Anti-immigration activists got something of a gift this week when President George W. Bush commuted the sentences of two Border Patrol agents who were convicted for shooting a fleeing drug dealer and tampering with evidence as part of a cover-up.

Conservatives in particular had been lobbying for a pardon, but Bush was more sensible and simply commuted their sentences. They will be released from jail in March, according to published reports.

This wasn’t a bad compromise. Their 10-year sentences seemed harsh, but government agents should not be allowed to shoot fleeing people and then to clean up the crime scene to protect themselves. They said they thought their lives were in danger, but that’s hard to believe given that they shot the Mexican drug dealer in the buttocks. How could he have harmed them as he ran away?

As media reported, “Bush didn’t pardon the men for their crimes, but decided instead to commute their prison sentences because he believed they were excessive and that they had already suffered the loss of their jobs, freedom and reputations, a senior administration official said.”

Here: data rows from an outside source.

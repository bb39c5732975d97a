use clap::Args;

use crate::state::{AppConfig, AppState};

#[derive(Args, Debug, Clone)]
pub struct Init {
    /// Log level to write to the config (default: warn)
    #[arg(long, default_value = "warn")]
    pub default_log_level: String,

    /// Do not keep recovery keys for new keys in the local keyring
    #[arg(long)]
    pub no_save_keys: bool,
}

#[derive(Debug, thiserror::Error)]
pub enum InitError {
    #[error("init failed: {0}")]
    StateFailed(#[from] crate::state::StateError),
}

#[async_trait::async_trait]
impl crate::op::Op for Init {
    type Error = InitError;
    type Output = String;

    async fn execute(&self, ctx: &crate::op::OpContext) -> Result<Self::Output, Self::Error> {
        let config = AppConfig {
            log_level: self.default_log_level.clone(),
            save_keys: !self.no_save_keys,
        };

        let state = AppState::init(ctx.config_path.clone(), Some(config))?;

        let output = format!(
            "Initialized ssss directory at: {}\n\
             - Account data: {}\n\
             - Keyring: {}\n\
             - Config: {}\n\
             - Log level: {}\n\
             - Save keys: {}",
            state.ssss_dir.display(),
            state.account_data_path.display(),
            state.keyring_path.display(),
            state.config_path.display(),
            state.config.log_level,
            state.config.save_keys,
        );

        Ok(output)
    }
}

The reality: Conservatives championed their cause because they saw it as a reflection of a soft immigration policy. They want border agents to have great latitude in fighting the “invasion” from the south, and it appalled these folks that agents were being prosecuted while the drug dealer was given protection so that he could testify.

The sentences were so harsh, by the way, because of all the tough-on-crime mandatory minimum sentences that legislators in both parties endorse, and which typically are championed by conservatives.

No doubt, Bush’s decision was a just one. But it bothers us when government officials get special treatment for crimes that would lead to much harsher results for any regular citizen.

Many people are in jail under unfair mandatory minimums. “That’s tough,” is the usual response from big-government conservatives, who believe that law-and-order trumps concerns about justice.

Government officials need to live under the same laws that apply to the rest of Americans. But these types of cases get caught up in broader political causes, and then rationality goes out the window.

The Bush decision was fine, but don’t pretend this was about justice. It was about angry activists who wanted to make a point about the nation’s immigration policy.